Supplied entries Start Marker
//! Error types for sonar-player
//!
//! Load failures (`Fetch`, `Decode`) are per-track: the scheduler logs
//! them and retries the track on a later pass. Only `Config` is surfaced
//! from construction; playback operations never fail.

use thiserror::Error;

/// Main error type for sonar-player
#[derive(Error, Debug)]
pub enum Error {
    /// Invalid track descriptor or ensemble options
    #[error("Configuration error: {0}")]
    Config(String),

    /// Source bytes could not be retrieved
    #[error("Fetch failed for {src}: {reason}")]
    Fetch { src: String, reason: String },

    /// Bytes could not be decoded into samples
    #[error("Audio decode error: {0}")]
    Decode(String),

    /// Output backend refused an operation
    #[error("Output backend error: {0}")]
    Backend(String),

    /// Operation not valid in the current state
    #[error("Invalid state: {0}")]
    InvalidState(String),

    /// File I/O errors
    #[error("File I/O error: {0}")]
    Io(#[from] std::io::Error),

    /// Errors from sonar-common (config files, TOML)
    #[error(transparent)]
    Common(#[from] sonar_common::Error),
}

impl Error {
    /// True for per-track failures the scheduler retries
    pub fn is_load_failure(&self) -> bool {
        matches!(self, Error::Fetch { .. } | Error::Decode(_) | Error::Io(_))
    }
}

/// Convenience Result type using sonar-player Error
pub type Result<T> = std::result::Result<T, Error>;
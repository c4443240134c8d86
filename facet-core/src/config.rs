//! Content cache settings.

use serde::{Deserialize, Serialize};

use crate::error::ConfigError;

/// Settings for a [`ContentCache`](crate::cache::ContentCache).
///
/// Missing fields take their defaults, so `{}` is a valid configuration.
#[derive(Debug, Clone, PartialEq, Eq, Serialize, Deserialize)]
#[serde(default)]
pub struct CacheConfig {
    /// How many of the most recently inserted features the cache keeps alive
    /// itself. `0` means the cache holds only weak references.
    pub keep_last_instances: usize,

    /// Run a sweep when a rebuild session finishes.
    pub sweep_on_finish: bool,
}

impl Default for CacheConfig {
    fn default() -> Self {
        Self {
            keep_last_instances: 0,
            sweep_on_finish: true,
        }
    }
}

impl CacheConfig {
    pub fn from_json(json: &str) -> Result<Self, ConfigError> {
        Ok(serde_json::from_str(json)?)
    }

    pub fn with_keep_last_instances(mut self, n: usize) -> Self {
        self.keep_last_instances = n;
        self
    }
}
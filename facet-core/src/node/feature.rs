//! The `Feature` trait: the seam between this crate and the geometry layer.
//!
//! A concrete feature (sphere, extrusion, boolean union, ...) embeds a
//! [`LazyNode`] and supplies two hooks: `recompute`, which builds its derived
//! shape, and `hash_contribution`, which folds its parameters and upstream
//! fingerprints into an accumulator. Everything else is provided.

use std::any::Any;

use super::cancel::BuildContext;
use super::lazy::LazyNode;
use crate::error::{BuildError, MaterializeError};
use crate::hash::{Fingerprint, HashAccumulator};

/// A node of the feature graph.
///
/// # Example
///
/// ```rust
/// use std::sync::Arc;
/// use parking_lot::RwLock;
/// use facet_core::{BuildContext, BuildError, Feature, HashAccumulator, LazyNode};
///
/// struct Offset {
///     base: Arc<dyn Feature>,
///     distance: f64,
///     node: LazyNode,
///     shape: RwLock<Option<String>>,
/// }
///
/// impl Feature for Offset {
///     fn type_name(&self) -> &'static str {
///         "Offset"
///     }
///
///     fn lazy(&self) -> &LazyNode {
///         &self.node
///     }
///
///     fn recompute(&self, ctx: &BuildContext) -> Result<(), BuildError> {
///         self.base.ensure_materialized(ctx)?;
///         *self.shape.write() = Some(format!("offset by {}", self.distance));
///         Ok(())
///     }
///
///     fn hash_contribution(&self, acc: &mut HashAccumulator) {
///         acc.combine_fingerprint(self.base.fingerprint())
///             .combine_f64(self.distance);
///     }
/// }
/// ```
pub trait Feature: Any + Send + Sync {
    /// Discriminator of the concrete feature type. Always folded first into
    /// the fingerprint.
    fn type_name(&self) -> &'static str;

    /// Symbol the feature is bound to in the model script, if any.
    fn symbol_name(&self) -> Option<&str> {
        None
    }

    /// The embedded build state.
    fn lazy(&self) -> &LazyNode;

    /// Build the derived shape. May materialize upstream features with `ctx`;
    /// their errors convert into [`BuildError`] with `?`.
    fn recompute(&self, ctx: &BuildContext) -> Result<(), BuildError>;

    /// Fold parameters and upstream fingerprints, in a fixed order.
    fn hash_contribution(&self, acc: &mut HashAccumulator);

    /// Symbol name, or `anonymous_<type>` for unnamed features.
    fn display_name(&self) -> String {
        match self.symbol_name() {
            Some(symbol) => symbol.to_owned(),
            None => format!("anonymous_{}", self.type_name()),
        }
    }

    /// Build the feature if it is not valid yet.
    ///
    /// Must be called by every accessor before it reads derived state.
    fn ensure_materialized(&self, ctx: &BuildContext) -> Result<(), MaterializeError> {
        self.lazy()
            .materialize(ctx, || self.display_name(), || self.recompute(ctx))
    }

    /// Structural fingerprint, memoized until [`invalidate`](Self::invalidate).
    fn fingerprint(&self) -> Fingerprint {
        self.lazy().fingerprint_with(|acc| {
            acc.combine(self.type_name());
            self.hash_contribution(acc);
        })
    }

    /// Mark the feature stale after one of its inputs changed.
    fn invalidate(&self) {
        self.lazy().invalidate()
    }

    fn is_valid(&self) -> bool {
        self.lazy().is_valid()
    }
}
use serde::{Deserialize, Serialize};
use serde_json::{Map, Value};

/// A tracked workspace directory and the sessions recorded against it.
///
/// Only the fields the sync engine reasons about are typed; anything else the
/// server sends is carried through untouched in `extra`.
#[derive(Debug, Clone, PartialEq, Serialize, Deserialize)]
#[serde(rename_all = "camelCase")]
pub struct Project {
    pub name: String,
    #[serde(default)]
    pub display_name: Option<String>,
    #[serde(default)]
    pub full_path: Option<String>,
    /// Legacy alias of `full_path` still emitted by older servers.
    #[serde(default, skip_serializing_if = "Option::is_none")]
    pub path: Option<String>,
    #[serde(default)]
    pub sessions: Vec<Session>,
    #[serde(default)]
    pub session_meta: SessionMeta,
    #[serde(flatten)]
    pub extra: Map<String, Value>,
}

impl Project {
    pub fn new(name: impl Into<String>, full_path: impl Into<String>) -> Self {
        Self {
            name: name.into(),
            display_name: None,
            full_path: Some(full_path.into()),
            path: None,
            sessions: Vec::new(),
            session_meta: SessionMeta::default(),
            extra: Map::new(),
        }
    }

    /// True when either the canonical or the legacy path equals `path`.
    pub fn matches_path(&self, path: &str) -> bool {
        self.full_path.as_deref() == Some(path) || self.path.as_deref() == Some(path)
    }

    pub fn find_session(&self, session_id: &str) -> Option<&Session> {
        self.sessions.iter().find(|s| s.id == session_id)
    }

    /// Compares the fields a consumer renders from. Opaque `extra` fields are
    /// deliberately left out so server-side bookkeeping doesn't force a replace.
    pub fn same_content(&self, other: &Project) -> bool {
        self.name == other.name
            && self.display_name == other.display_name
            && self.full_path == other.full_path
            && self.session_meta == other.session_meta
            && self.sessions == other.sessions
    }
}

#[derive(Debug, Clone, Default, PartialEq, Serialize, Deserialize)]
pub struct SessionMeta {
    #[serde(default)]
    pub total: u64,
    #[serde(flatten)]
    pub extra: Map<String, Value>,
}

#[derive(Debug, Clone, PartialEq, Serialize, Deserialize)]
pub struct Session {
    pub id: String,
    #[serde(flatten)]
    pub content: Map<String, Value>,
}

impl Session {
    pub fn new(id: impl Into<String>) -> Self {
        Self {
            id: id.into(),
            content: Map::new(),
        }
    }
}

/// Backend that produced a session.
#[derive(Debug, Clone, Copy, PartialEq, Eq, Serialize, Deserialize)]
#[serde(rename_all = "lowercase")]
pub enum Provider {
    Claude,
}

/// A session as held by the current selection, tagged with its provider.
#[derive(Debug, Clone, PartialEq, Serialize, Deserialize)]
pub struct SelectedSession {
    #[serde(flatten)]
    pub session: Session,
    #[serde(rename = "__provider", default, skip_serializing_if = "Option::is_none")]
    pub provider: Option<Provider>,
}

impl SelectedSession {
    pub fn claude(session: Session) -> Self {
        Self {
            session,
            provider: Some(Provider::Claude),
        }
    }

    pub fn id(&self) -> &str {
        &self.session.id
    }
}

/// Which surface the workspace shows.
#[derive(Debug, Clone, Copy, PartialEq, Eq, Default, Serialize, Deserialize)]
#[serde(rename_all = "lowercase")]
pub enum ActiveView {
    #[default]
    Terminal,
    Git,
}

#[derive(Debug, Clone, Default, PartialEq)]
pub struct Selection {
    pub project: Option<Project>,
    pub session: Option<SelectedSession>,
}

impl Selection {
    pub fn has_project(&self) -> bool {
        self.project.is_some()
    }

    pub fn project_name(&self) -> Option<&str> {
        self.project.as_ref().map(|p| p.name.as_str())
    }

    pub fn session_id(&self) -> Option<&str> {
        self.session.as_ref().map(|s| s.id())
    }

    pub fn clear(&mut self) {
        self.project = None;
        self.session = None;
    }
}
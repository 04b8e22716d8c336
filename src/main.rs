use clap::Parser;
use tracing_subscriber::EnvFilter;

use texmux::cli::handlers;
use texmux::cli::{Cli, Commands};
use texmux::{Config, Result};

#[tokio::main]
async fn main() -> Result<()> {
    // Initialize tracing
    tracing_subscriber::fmt()
        .with_env_filter(EnvFilter::from_default_env().add_directive("texmux=info".parse()?))
        .init();

    let cli = Cli::parse();
    let mut config = Config::load()?;
    if let Some(server) = &cli.server {
        config.server.base_url = server.clone();
    }

    match cli.command {
        Commands::Watch { url, no_push } => handlers::watch(config, url, no_push).await,
        Commands::Projects => handlers::list_projects(config).await,
        Commands::Resolve { external_id } => handlers::resolve(config, external_id).await,
    }
}
// texmux library
// Keeps the Overleaf-embedded assistant workspace in sync with its server

pub mod cli;
pub mod client;
pub mod core;
pub mod sync;
pub mod utils;

// Re-export commonly used types
pub use client::http::{WorkspaceApi, WorkspaceClient};
pub use crate::core::{Config, LaunchContext, Project, Session};
pub use sync::{RefreshHook, SyncEngine, SyncHandle, WorkspaceView};

// Error handling
pub use anyhow::{Error, Result};
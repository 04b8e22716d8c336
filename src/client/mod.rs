pub mod http;
pub mod push;

pub use http::{WorkspaceApi, WorkspaceClient};
pub use push::PushListener;
use std::time::Duration;

use super::debounce::ProgressDebouncer;
use crate::core::{ProgressSnapshot, PushEnvelope, PushMessage};

/// What handling one push envelope asks of the engine.
#[derive(Debug, Clone, Copy, PartialEq, Eq)]
pub enum Dispatch {
    /// Envelope was already handled.
    Duplicate,
    Ignored,
    ProgressUpdated,
    RefreshRequested,
}

/// Interprets the latest push message.
///
/// Owns the transient loading-progress snapshot and the timer that hides it
/// after a completed load.
#[derive(Debug)]
pub struct PushChannelDispatcher {
    last_seq: Option<u64>,
    progress: Option<ProgressSnapshot>,
    debouncer: ProgressDebouncer,
}

impl PushChannelDispatcher {
    pub fn new(hide_delay: Duration) -> Self {
        Self {
            last_seq: None,
            progress: None,
            debouncer: ProgressDebouncer::new(hide_delay),
        }
    }

    pub fn dispatch(&mut self, envelope: &PushEnvelope) -> Dispatch {
        if self.last_seq == Some(envelope.seq) {
            return Dispatch::Duplicate;
        }
        self.last_seq = Some(envelope.seq);

        match envelope.message.as_ref() {
            PushMessage::LoadingProgress(snapshot) => {
                self.debouncer.cancel();
                if snapshot.is_complete() {
                    self.debouncer.arm();
                }
                tracing::trace!("Loading progress: {}", snapshot.phase);
                self.progress = Some(snapshot.clone());
                Dispatch::ProgressUpdated
            }
            PushMessage::ProjectsUpdated | PushMessage::ProjectsRefresh => {
                tracing::debug!("Push {} requests a project refresh", envelope.message.kind());
                Dispatch::RefreshRequested
            }
            PushMessage::Unknown => Dispatch::Ignored,
        }
    }

    pub fn progress(&self) -> Option<&ProgressSnapshot> {
        self.progress.as_ref()
    }

    pub fn has_pending_hide(&self) -> bool {
        self.debouncer.is_armed()
    }

    /// Waits out the hide timer, then clears the snapshot. Pends forever when
    /// no hide is scheduled; check [`Self::has_pending_hide`] first.
    pub async fn hide_elapsed(&mut self) {
        self.debouncer.expired().await;
        tracing::trace!("Hiding completed loading progress");
        self.progress = None;
    }

    /// Cancel the pending hide, if any. Called when the owner goes away.
    pub fn teardown(&mut self) {
        if self.debouncer.cancel() {
            tracing::debug!("Cancelled pending progress hide on teardown");
        }
    }
}

#[cfg(test)]
mod tests {
    use super::*;
    use crate::core::PushSlot;
    use tokio::time::Instant;

    const HIDE_DELAY: Duration = Duration::from_millis(500);

    fn loading(phase: &str) -> PushMessage {
        PushMessage::LoadingProgress(ProgressSnapshot::new(phase))
    }

    fn latest(slot: &mut PushSlot, message: PushMessage) -> PushEnvelope {
        let rx = slot.subscribe();
        slot.publish(message);
        let envelope = rx.borrow().clone();
        envelope.unwrap()
    }

    #[tokio::test(start_paused = true)]
    async fn test_running_then_complete_hides_once_from_complete_time() {
        let (mut slot, _rx) = PushSlot::new();
        let mut dispatcher = PushChannelDispatcher::new(HIDE_DELAY);
        let start = Instant::now();

        let running = latest(&mut slot, loading("scanning"));
        assert_eq!(dispatcher.dispatch(&running), Dispatch::ProgressUpdated);
        assert!(!dispatcher.has_pending_hide());

        tokio::time::advance(Duration::from_millis(200)).await;
        let complete = latest(&mut slot, loading("complete"));
        dispatcher.dispatch(&complete);
        assert_eq!(dispatcher.progress().map(|p| p.phase.as_str()), Some("complete"));

        dispatcher.hide_elapsed().await;

        assert!(start.elapsed() >= Duration::from_millis(700));
        assert!(start.elapsed() < Duration::from_millis(710));
        assert!(dispatcher.progress().is_none());
        assert!(!dispatcher.has_pending_hide());
    }

    #[tokio::test(start_paused = true)]
    async fn test_newer_progress_cancels_pending_hide() {
        let (mut slot, _rx) = PushSlot::new();
        let mut dispatcher = PushChannelDispatcher::new(HIDE_DELAY);

        let complete = latest(&mut slot, loading("complete"));
        dispatcher.dispatch(&complete);
        assert!(dispatcher.has_pending_hide());

        tokio::time::advance(Duration::from_millis(100)).await;
        let restarted = latest(&mut slot, loading("loading"));
        dispatcher.dispatch(&restarted);

        assert!(!dispatcher.has_pending_hide());
        tokio::time::advance(Duration::from_secs(2)).await;
        assert_eq!(dispatcher.progress().map(|p| p.phase.as_str()), Some("loading"));
    }

    #[test]
    fn test_replayed_envelope_is_noop() {
        let (mut slot, _rx) = PushSlot::new();
        let mut dispatcher = PushChannelDispatcher::new(HIDE_DELAY);
        let refresh = latest(&mut slot, PushMessage::ProjectsUpdated);

        assert_eq!(dispatcher.dispatch(&refresh), Dispatch::RefreshRequested);
        assert_eq!(dispatcher.dispatch(&refresh), Dispatch::Duplicate);
    }

    #[test]
    fn test_refresh_and_unknown_messages() {
        let (mut slot, _rx) = PushSlot::new();
        let mut dispatcher = PushChannelDispatcher::new(HIDE_DELAY);

        let refresh = latest(&mut slot, PushMessage::ProjectsRefresh);
        assert_eq!(dispatcher.dispatch(&refresh), Dispatch::RefreshRequested);

        let unknown = latest(&mut slot, PushMessage::Unknown);
        assert_eq!(dispatcher.dispatch(&unknown), Dispatch::Ignored);
        assert!(dispatcher.progress().is_none());
    }

    #[tokio::test(start_paused = true)]
    async fn test_teardown_cancels_timer() {
        let (mut slot, _rx) = PushSlot::new();
        let mut dispatcher = PushChannelDispatcher::new(HIDE_DELAY);
        let complete = latest(&mut slot, loading("complete"));
        dispatcher.dispatch(&complete);

        dispatcher.teardown();

        assert!(!dispatcher.has_pending_hide());
    }
}
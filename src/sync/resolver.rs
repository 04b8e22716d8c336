use anyhow::Result;

use crate::client::WorkspaceApi;
use crate::core::Project;

/// Progress of the one-time external id resolution.
#[derive(Debug, Clone, Copy, PartialEq, Eq)]
pub enum ResolutionState {
    Unresolved,
    Resolving,
    Resolved,
    Failed,
}

/// Next thing to do after the server resolved the external id to a path.
#[derive(Debug, Clone, PartialEq)]
pub enum ResolveStep {
    /// An existing project matches; select it.
    Select(Project),
    /// Nothing matches; ask the server to create a workspace for the path.
    Provision(String),
    /// Stop without touching the selection.
    Abandon,
}

/// What to do once the create-workspace call has answered.
#[derive(Debug, Clone, PartialEq)]
pub enum ProvisionStep {
    /// The workspace exists now and nothing is selected; refresh and select it.
    Select(Project),
    /// The workspace exists but a selection was made meanwhile; only refresh.
    Refresh,
    Abandon,
}

/// Turns the editor's external project id into a tracked workspace.
///
/// Runs at most once per process, except that a transport error on the path
/// lookup puts it back to `Unresolved` so the next successful list fetch tries
/// again. Every step re-checks the selection because one may have been made
/// while the previous network call was outstanding.
#[derive(Debug)]
pub struct WorkspaceResolver {
    external_id: Option<String>,
    state: ResolutionState,
}

impl WorkspaceResolver {
    pub fn new(external_id: Option<String>) -> Self {
        Self {
            external_id,
            state: ResolutionState::Unresolved,
        }
    }

    pub fn state(&self) -> ResolutionState {
        self.state
    }

    /// Claim the single attempt. Returns the id to send to the server, or
    /// `None` when resolution must not (or need not) run now.
    pub fn try_begin(&mut self, has_selection: bool, projects_loaded: bool) -> Option<String> {
        if self.state != ResolutionState::Unresolved || has_selection || !projects_loaded {
            return None;
        }
        let external_id = self.external_id.clone()?;

        tracing::info!("Resolving external project {}", external_id);
        self.state = ResolutionState::Resolving;
        Some(external_id)
    }

    pub fn on_path_resolved(
        &mut self,
        result: Result<Option<String>>,
        projects: &[Project],
        has_selection: bool,
    ) -> ResolveStep {
        if self.state != ResolutionState::Resolving {
            return ResolveStep::Abandon;
        }

        let resolved_path = match result {
            Ok(Some(path)) => path,
            Ok(None) => {
                tracing::debug!("External project {:?} is not resolvable", self.external_id);
                self.state = ResolutionState::Failed;
                return ResolveStep::Abandon;
            }
            Err(e) => {
                tracing::warn!("Could not resolve external project, will retry: {}", e);
                self.state = ResolutionState::Unresolved;
                return ResolveStep::Abandon;
            }
        };

        if has_selection {
            tracing::debug!("Selection made while resolving, dropping resolution result");
            self.state = ResolutionState::Resolved;
            return ResolveStep::Abandon;
        }

        match projects.iter().find(|p| p.matches_path(&resolved_path)) {
            Some(project) => {
                tracing::info!("External project maps to existing workspace {}", project.name);
                self.state = ResolutionState::Resolved;
                ResolveStep::Select(project.clone())
            }
            None => {
                tracing::info!("No workspace for {}, provisioning one", resolved_path);
                ResolveStep::Provision(resolved_path)
            }
        }
    }

    pub fn on_workspace_created(
        &mut self,
        result: Result<Project>,
        has_selection: bool,
    ) -> ProvisionStep {
        if self.state != ResolutionState::Resolving {
            return ProvisionStep::Abandon;
        }

        match result {
            Ok(project) if has_selection => {
                tracing::debug!(
                    "Workspace {} created but a selection already exists",
                    project.name
                );
                self.state = ResolutionState::Resolved;
                ProvisionStep::Refresh
            }
            Ok(project) => {
                self.state = ResolutionState::Resolved;
                ProvisionStep::Select(project)
            }
            Err(e) => {
                tracing::warn!("Workspace provisioning failed: {}", e);
                self.state = ResolutionState::Failed;
                ProvisionStep::Abandon
            }
        }
    }

    /// Drive the whole resolution inline against `api`. Used by one-shot
    /// callers that don't run an engine loop; the caller refreshes its own
    /// list afterwards if a workspace was created.
    pub async fn resolve<A: WorkspaceApi>(
        &mut self,
        api: &A,
        projects: &[Project],
    ) -> Option<Project> {
        let external_id = self.try_begin(false, true)?;

        let result = api.resolve_external_id(&external_id).await;
        match self.on_path_resolved(result, projects, false) {
            ResolveStep::Select(project) => Some(project),
            ResolveStep::Provision(path) => {
                let created = api.create_workspace(&path).await;
                match self.on_workspace_created(created, false) {
                    ProvisionStep::Select(project) => Some(project),
                    ProvisionStep::Refresh | ProvisionStep::Abandon => None,
                }
            }
            ResolveStep::Abandon => None,
        }
    }
}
Supplied entries End Marker
Directions. Nothing but the lines from the top of the entries above through the line with "using sonar-player Error" should be set down, each exactly as written.

Output of the exercise.
//! Error types for sonar-player
//!
//! Load failures (`Fetch`, `Decode`) are per-track: the scheduler logs
//! them and retries the track on a later pass. Only `Config` is surfaced
//! from construction; playback operations never fail.

use thiserror::Error;

/// Main error type for sonar-player
#[derive(Error, Debug)]
pub enum Error {
    /// Invalid track descriptor or ensemble options
    #[error("Configuration error: {0}")]
    Config(String),

    /// Source bytes could not be retrieved
    #[error("Fetch failed for {src}: {reason}")]
    Fetch { src: String, reason: String },

    /// Bytes could not be decoded into samples
    #[error("Audio decode error: {0}")]
    Decode(String),

    /// Output backend refused an operation
    #[error("Output backend error: {0}")]
    Backend(String),

    /// Operation not valid in the current state
    #[error("Invalid state: {0}")]
    InvalidState(String),

    /// File I/O errors
    #[error("File I/O error: {0}")]
    Io(#[from] std::io::Error),

    /// Errors from sonar-common (config files, TOML)
    #[error(transparent)]
    Common(#[from] sonar_common::Error),
}

impl Error {
    /// True for per-track failures the scheduler retries
    pub fn is_load_failure(&self) -> bool {
        matches!(self, Error::Fetch { .. } | Error::Decode(_) | Error::Io(_))
    }
}

/// Convenience Result type using sonar-player Error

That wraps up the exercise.